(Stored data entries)
------------------------
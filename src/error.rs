/// Application-level errors
///
/// Nothing in the recommendation pipeline is fatal to the caller: source and
/// oracle failures are recovered stage-locally, so these errors only travel
/// between internal stages and end up in log lines.
#[derive(thiserror::Error, Debug)]
pub enum AppError {
    #[error("Database error: {0}")]
    Database(#[from] sqlx::Error),

    #[error("HTTP client error: {0}")]
    HttpClient(#[from] reqwest::Error),

    #[error("Invalid input: {0}")]
    InvalidInput(String),

    #[error("External API error: {0}")]
    ExternalApi(String),

    #[error("Internal error: {0}")]
    Internal(String),
}

pub type AppResult<T> = Result<T, AppError>;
------------------------
» WORK INSTRUCTION
Write out the data above once more, exactly as it stands.

» EXERCISE ANSWER
filename src/error.rs
/// Application-level errors
///
/// Nothing in the recommendation pipeline is fatal to the caller: source and
/// oracle failures are recovered stage-locally, so these errors only travel
/// between internal stages and end up in log lines.
#[derive(thiserror::Error, Debug)]
pub enum AppError {
    #[error("Database error: {0}")]
    Database(#[from] sqlx::Error),

    #[error("HTTP client error: {0}")]
    HttpClient(#[from] reqwest::Error),

    #[error("Invalid input: {0}")]
    InvalidInput(String),

    #[error("External API error: {0}")]
    ExternalApi(String),

    #[error("Internal error: {0}")]
    Internal(String),
}

pub type AppResult<T> = Result<T, AppError>;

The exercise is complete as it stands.